When a request does not have an exception handler, any uncaught or unhandled exceptions are simply passed up to the originating request. Exceptions then are handled very much as they are when doing a method call.
There is a huge advantage to this approach. When a request is sent, the originating request will always get back either a result or an exception. So you do not need to write a lot of defensive code, making your applications easier to write and naturally more robust.
Request Factories
Nested classes impede decoupling, which is important for clarity, testing and reusability. But by introducing request factory methods we can then use interfaces to decouple our blades.

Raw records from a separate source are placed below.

//! Test fixtures for ax development.
//!
//! - [`DropProbe`]: a runtime object that records its tag in a shared
//!   [`DropLog`] when destroyed, for checking teardown order.
//! - [`tracked`]: element descriptors whose free hook records the value
//!   being released, for checking which elements a container destroys.

#![forbid(unsafe_code)]
#![allow(missing_docs)]
#![deny(rustdoc::broken_intra_doc_links)]

pub mod probe;
pub mod tracked;

pub use probe::{DropLog, DropProbe};
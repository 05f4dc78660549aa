//! Growable byte buffer for the ax runtime.
//!
//! [`Buff`] separates the logical size (`used`) from the allocated size
//! (`real`) and adapts the allocation with hysteresis: it doubles when a
//! request outgrows it and halves only once usage drops to a quarter, so a
//! size oscillating around a boundary does not reallocate every time.

#![deny(missing_docs)]
#![deny(rustdoc::broken_intra_doc_links)]
#![forbid(unsafe_code)]

pub mod buff;
pub mod config;

pub use buff::Buff;
pub use config::BuffConfig;
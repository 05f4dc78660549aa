//! Shared setup for the end-to-end tests.

/// Route `tracing` events to the test harness's captured output.
///
/// Filter with `RUST_LOG` (defaults to `debug`). Safe to call from every
/// test; only the first call installs the subscriber.
pub fn init_tracing() {
    use tracing_subscriber::{fmt, EnvFilter};

    let _ = fmt()
        .with_env_filter(
            EnvFilter::try_from_default_env().unwrap_or_else(|_| EnvFilter::new("debug")),
        )
        .with_test_writer()
        .try_init();
}
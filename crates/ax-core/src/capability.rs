//! Capability identifiers, the [`CapabilitySet`] bitset, and [`TypeInfo`].
//!
//! A concrete type declares the capability chain it implements once, in a
//! `static` [`TypeInfo`]. The chain has two equivalent forms: a dotted name
//! (`"one.any.box.seq.array"`) kept for display and name-based queries, and
//! a bitset used for O(1) checks.

use std::fmt;

/// One level of the capability chain.
#[derive(Clone, Copy, Debug, PartialEq, Eq, Hash, PartialOrd, Ord)]
#[repr(u8)]
pub enum Capability {
    /// Base object: a name and a type table.
    One = 0,
    /// Value semantics: free, copy, move.
    Any,
    /// Collection protocol: size, bounds, iteration, clear.
    Box,
    /// Ordered collection.
    Seq,
    /// Keyed collection.
    Map,
    /// FIFO adapter.
    Tube,
    /// Contiguous sequence.
    Array,
    /// Doubly-linked sequence.
    List,
    /// Queue over an arbitrary sequence.
    Queue,
    /// Bucketed hash map.
    Hmap,
    /// Growable byte buffer.
    Buff,
}

impl Capability {
    /// Every capability, in discriminant order.
    pub const ALL: [Capability; 11] = [
        Self::One,
        Self::Any,
        Self::Box,
        Self::Seq,
        Self::Map,
        Self::Tube,
        Self::Array,
        Self::List,
        Self::Queue,
        Self::Hmap,
        Self::Buff,
    ];

    /// The segment this capability contributes to a dotted name chain.
    pub const fn segment(self) -> &'static str {
        match self {
            Self::One => "one",
            Self::Any => "any",
            Self::Box => "box",
            Self::Seq => "seq",
            Self::Map => "map",
            Self::Tube => "tube",
            Self::Array => "array",
            Self::List => "list",
            Self::Queue => "queue",
            Self::Hmap => "hmap",
            Self::Buff => "buff",
        }
    }

    /// Look a capability up by its chain segment.
    pub fn from_segment(segment: &str) -> Option<Self> {
        Self::ALL.iter().copied().find(|c| c.segment() == segment)
    }

    const fn bit(self) -> u32 {
        1u32 << self as u32
    }
}

impl fmt::Display for Capability {
    fn fmt(&self, f: &mut fmt::Formatter<'_>) -> fmt::Result {
        f.write_str(self.segment())
    }
}

/// A set of capabilities implemented as a fixed-width bitset.
#[derive(Clone, Copy, PartialEq, Eq, Hash, Default)]
pub struct CapabilitySet {
    bits: u32,
}

impl CapabilitySet {
    /// Create an empty set.
    pub const fn empty() -> Self {
        Self { bits: 0 }
    }

    /// Build a set from a slice, usable in `const` context.
    pub const fn from_slice(caps: &[Capability]) -> Self {
        let mut bits = 0u32;
        let mut i = 0;
        while i < caps.len() {
            bits |= caps[i].bit();
            i += 1;
        }
        Self { bits }
    }

    /// Insert a capability into the set.
    pub fn insert(&mut self, cap: Capability) {
        self.bits |= cap.bit();
    }

    /// Check whether the set contains a capability.
    pub const fn contains(&self, cap: Capability) -> bool {
        self.bits & cap.bit() != 0
    }

    /// Return the union of two sets (`self | other`).
    pub const fn union(&self, other: &Self) -> Self {
        Self {
            bits: self.bits | other.bits,
        }
    }

    /// Check whether `self` is a subset of `other`.
    pub const fn is_subset(&self, other: &Self) -> bool {
        self.bits & !other.bits == 0
    }

    /// Returns `true` if the set is empty.
    pub const fn is_empty(&self) -> bool {
        self.bits == 0
    }

    /// Number of capabilities in the set.
    pub const fn len(&self) -> usize {
        self.bits.count_ones() as usize
    }

    /// Iterate over the capabilities in discriminant order.
    pub fn iter(&self) -> impl Iterator<Item = Capability> + '_ {
        Capability::ALL
            .iter()
            .copied()
            .filter(move |cap| self.contains(*cap))
    }
}

impl fmt::Debug for CapabilitySet {
    fn fmt(&self, f: &mut fmt::Formatter<'_>) -> fmt::Result {
        f.debug_set().entries(self.iter()).finish()
    }
}

impl FromIterator<Capability> for CapabilitySet {
    fn from_iter<I: IntoIterator<Item = Capability>>(iter: I) -> Self {
        let mut set = Self::empty();
        for cap in iter {
            set.insert(cap);
        }
        set
    }
}

/// Static per-type record: the name chain and the capability set.
///
/// This is the "trait table" header of every runtime object. There is one
/// `static` instance per concrete type; objects point at it for their whole
/// lifetime and it is never mutated. The operations themselves live in the
/// Rust traits ([`One`](crate::One), [`Any`](crate::Any), ...) that the
/// type implements.
#[derive(Debug, PartialEq, Eq)]
pub struct TypeInfo {
    chain: &'static str,
    caps: CapabilitySet,
}

impl TypeInfo {
    /// Declare a type table.
    ///
    /// `chain` lists the capability segments from the most general to the
    /// most specific, separated by dots, and must name exactly the
    /// capabilities in `caps`.
    pub const fn new(chain: &'static str, caps: &[Capability]) -> Self {
        Self {
            chain,
            caps: CapabilitySet::from_slice(caps),
        }
    }

    /// The full dotted chain, e.g. `"one.any.box.seq.list"`.
    pub fn chain(&self) -> &'static str {
        self.chain
    }

    /// The most specific segment of the chain.
    pub fn name(&self) -> &'static str {
        match self.chain.rfind('.') {
            Some(dot) => &self.chain[dot + 1..],
            None => self.chain,
        }
    }

    /// The declared capabilities.
    pub const fn capabilities(&self) -> CapabilitySet {
        self.caps
    }

    /// O(1) capability check.
    pub const fn is(&self, cap: Capability) -> bool {
        self.caps.contains(cap)
    }

    /// Name-based capability check.
    ///
    /// Walks the chain from the most specific segment towards `one`,
    /// comparing names, and stops at the first match.
    pub fn is_named(&self, name: &str) -> bool {
        self.chain.rsplit('.').any(|segment| segment == name)
    }

    /// Whether this type implements every capability `base` does.
    pub const fn extends(&self, base: &TypeInfo) -> bool {
        base.caps.is_subset(&self.caps)
    }
}

impl fmt::Display for TypeInfo {
    fn fmt(&self, f: &mut fmt::Formatter<'_>) -> fmt::Result {
        f.write_str(self.chain)
    }
}
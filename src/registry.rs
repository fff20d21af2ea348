//! Registry Module
//!
//! The fixed set of hotel tables, opened once at startup.
//!
//! ## Responsibilities
//! - Create the data directory and open every table from its file
//! - Address tables by typed accessor, `TableId`, position or name
//! - Expose a shape-independent operation surface (`TableOps`) for the
//!   console and CLI, which only deal in raw field values and rendered text
//! - Drain every table's pending snapshots on close

use std::fmt;
use std::fs;
use std::io::Write;
use std::str::FromStr;

use crate::config::Config;
use crate::error::{HotelError, Result};
use crate::record::{Amenity, AmenityType, Booking, Customer, Record, Reservation, Room};
use crate::table::{IndexReport, Listing, Table};

// =============================================================================
// Table Identifiers
// =============================================================================

/// One of the six configured tables
#[derive(Debug, Clone, Copy, PartialEq, Eq, Hash)]
pub enum TableId {
    Customer,
    Room,
    Reservation,
    Amenity,
    AmenityType,
    Booking,
}

impl TableId {
    /// All tables, in registry order
    pub const ALL: [TableId; 6] = [
        TableId::Customer,
        TableId::Room,
        TableId::Reservation,
        TableId::Amenity,
        TableId::AmenityType,
        TableId::Booking,
    ];

    /// Table at `index` in registry order
    pub fn from_index(index: usize) -> Option<Self> {
        Self::ALL.get(index).copied()
    }

    /// Position in registry order
    pub fn index(self) -> usize {
        self as usize
    }

    /// Display name of the table
    pub fn name(self) -> &'static str {
        match self {
            TableId::Customer => Customer::TABLE_NAME,
            TableId::Room => Room::TABLE_NAME,
            TableId::Reservation => Reservation::TABLE_NAME,
            TableId::Amenity => Amenity::TABLE_NAME,
            TableId::AmenityType => AmenityType::TABLE_NAME,
            TableId::Booking => Booking::TABLE_NAME,
        }
    }
}

impl fmt::Display for TableId {
    fn fmt(&self, f: &mut fmt::Formatter<'_>) -> fmt::Result {
        f.write_str(self.name())
    }
}

impl FromStr for TableId {
    type Err = HotelError;

    /// Case-insensitive; `_`, `-` and spaces are ignored
    fn from_str(s: &str) -> Result<Self> {
        let normalized: String = s
            .chars()
            .filter(|c| !matches!(c, '_' | '-' | ' '))
            .flat_map(char::to_lowercase)
            .collect();

        match normalized.as_str() {
            "customer" | "customers" => Ok(TableId::Customer),
            "room" | "rooms" => Ok(TableId::Room),
            "reservation" | "reservations" => Ok(TableId::Reservation),
            "amenity" | "amenities" => Ok(TableId::Amenity),
            "amenitytype" | "amenitytypes" => Ok(TableId::AmenityType),
            "booking" | "bookings" | "customerplacesroom" => Ok(TableId::Booking),
            _ => Err(HotelError::UnknownTable(s.to_string())),
        }
    }
}

// =============================================================================
// Shape-Independent Operations
// =============================================================================

/// Operation surface of a table, independent of its record shape
pub trait TableOps: Send + Sync {
    /// Display name
    fn name(&self) -> &'static str;

    /// Field prompts, in input order
    fn fields(&self) -> &'static [&'static str];

    /// Label of the secondary key, if the table supports name lookup
    fn secondary_key(&self) -> Option<&'static str>;

    fn insert_fields(&self, fields: &[&str]) -> Result<()>;

    fn update_fields(&self, key: i32, fields: &[&str]) -> Result<()>;

    fn delete(&self, key: i32) -> Result<()>;

    /// Rendered record with primary key `key`
    fn render_by_id(&self, key: i32) -> Option<String>;

    /// Rendered record with secondary key `name`
    fn render_by_name(&self, name: &str) -> Option<String>;

    /// Every record rendered, newest insert first
    fn render_all(&self) -> Vec<String>;

    fn display(&self, out: &mut dyn Write) -> Result<Listing>;

    fn len(&self) -> usize;

    fn is_empty(&self) -> bool {
        self.len() == 0
    }

    fn index_report(&self) -> IndexReport;

    fn sync(&self) -> Result<()>;
}

impl<R: Record> TableOps for Table<R> {
    fn name(&self) -> &'static str {
        R::TABLE_NAME
    }

    fn fields(&self) -> &'static [&'static str] {
        R::FIELDS
    }

    fn secondary_key(&self) -> Option<&'static str> {
        R::SECONDARY_KEY
    }

    fn insert_fields(&self, fields: &[&str]) -> Result<()> {
        Table::insert_fields(self, fields)
    }

    fn update_fields(&self, key: i32, fields: &[&str]) -> Result<()> {
        Table::update_fields(self, key, fields)
    }

    fn delete(&self, key: i32) -> Result<()> {
        Table::delete(self, key)
    }

    fn render_by_id(&self, key: i32) -> Option<String> {
        self.find_by_id(key).map(|record| record.render())
    }

    fn render_by_name(&self, name: &str) -> Option<String> {
        self.find_by_name(name).map(|record| record.render())
    }

    fn render_all(&self) -> Vec<String> {
        self.list().iter().map(Record::render).collect()
    }

    fn display(&self, out: &mut dyn Write) -> Result<Listing> {
        Table::display(self, out)
    }

    fn len(&self) -> usize {
        Table::len(self)
    }

    fn index_report(&self) -> IndexReport {
        Table::index_report(self)
    }

    fn sync(&self) -> Result<()> {
        Table::sync(self)
    }
}

// =============================================================================
// Registry
// =============================================================================

/// Every table of the hotel database
pub struct Registry {
    config: Config,
    customers: Table<Customer>,
    rooms: Table<Room>,
    reservations: Table<Reservation>,
    amenities: Table<Amenity>,
    amenity_types: Table<AmenityType>,
    bookings: Table<Booking>,
}

impl Registry {
    /// Open every table under `config.data_dir`
    pub fn open(config: Config) -> Result<Self> {
        config.validate()?;
        fs::create_dir_all(&config.data_dir)?;

        let registry = Self {
            customers: Table::open(&config)?,
            rooms: Table::open(&config)?,
            reservations: Table::open(&config)?,
            amenities: Table::open(&config)?,
            amenity_types: Table::open(&config)?,
            bookings: Table::open(&config)?,
            config,
        };

        tracing::info!(
            "Registry opened at {} ({} tables)",
            registry.config.data_dir.display(),
            TableId::ALL.len()
        );

        Ok(registry)
    }

    /// Table by identifier
    pub fn table(&self, id: TableId) -> &dyn TableOps {
        match id {
            TableId::Customer => &self.customers,
            TableId::Room => &self.rooms,
            TableId::Reservation => &self.reservations,
            TableId::Amenity => &self.amenities,
            TableId::AmenityType => &self.amenity_types,
            TableId::Booking => &self.bookings,
        }
    }

    /// Table by name (see `TableId::from_str`)
    pub fn by_name(&self, name: &str) -> Result<&dyn TableOps> {
        Ok(self.table(name.parse()?))
    }

    /// Table by registry position
    pub fn by_index(&self, index: usize) -> Result<&dyn TableOps> {
        TableId::from_index(index)
            .map(|id| self.table(id))
            .ok_or_else(|| HotelError::UnknownTable(format!("#{}", index)))
    }

    /// All tables, in registry order
    pub fn iter(&self) -> impl Iterator<Item = (TableId, &dyn TableOps)> {
        TableId::ALL.into_iter().map(move |id| (id, self.table(id)))
    }

    pub fn customers(&self) -> &Table<Customer> {
        &self.customers
    }

    pub fn rooms(&self) -> &Table<Room> {
        &self.rooms
    }

    pub fn reservations(&self) -> &Table<Reservation> {
        &self.reservations
    }

    pub fn amenities(&self) -> &Table<Amenity> {
        &self.amenities
    }

    pub fn amenity_types(&self) -> &Table<AmenityType> {
        &self.amenity_types
    }

    pub fn bookings(&self) -> &Table<Booking> {
        &self.bookings
    }

    /// Get the configuration
    pub fn config(&self) -> &Config {
        &self.config
    }

    /// Wait for every table's pending snapshots, then shut down
    ///
    /// Every table is synced even if an earlier one fails; the first
    /// failure is returned.
    pub fn close(self) -> Result<()> {
        let mut first_error = None;

        for (id, table) in self.iter() {
            if let Err(e) = table.sync() {
                tracing::warn!("Failed to sync table {}: {}", id, e);
                first_error.get_or_insert(e);
            }
        }

        tracing::info!("Registry closed");

        match first_error {
            Some(e) => Err(e),
            None => Ok(()),
        }
    }
}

import org.agilewiki.jactor2.core.blades.NonBlockingBladeBase;
import org.agilewiki.jactor2.core.plant.Plant;
import org.agilewiki.jactor2.core.requests.AsyncRequest;
import org.agilewiki.jactor2.core.requests.AsyncResponseProcessor;
interface B {
AsyncRequest<Void> newAdd1();
}
class BImpl extends NonBlockingBladeBase implements B {
@Override
public AsyncRequest<Void> newAdd1() {
return new AsyncBladeRequest<Void>() {
int count;
@Override
public void processAsyncRequest() throws Exception {
count += 1;
processAsyncResponse(null);
}
};
}
}
class A extends NonBlockingBladeBase {
public AsyncRequest<Void> newStart(final B _b) {
return new AsyncBladeRequest<Void>() {
AsyncRequest<Void> dis = this;
AsyncResponseProcessor<Void> startResponse = new AsyncResponseProcessor<Void>() {
@Override
public void processAsyncResponse(Void _response) {
System.out.println("added 1");
dis.processAsyncResponse(null);
}
};
@Override
public void processAsyncRequest() throws Exception {
send(_b.newAdd1(), startResponse);
}
};
}
}
public class M {
public static void main(final String[] _args) throws Exception {
new Plant();
try {
A a = new A();
B b = new BImpl();
a.newStart(b).call();
} finally {
Plant.close();
}
}
}Parallel Processing
So far everything we have looked at, while fully asynchronous, is entirely sequential--doing one thing at a time in a pre-determined order. But doing things in parallel is as simple as having multiple sends.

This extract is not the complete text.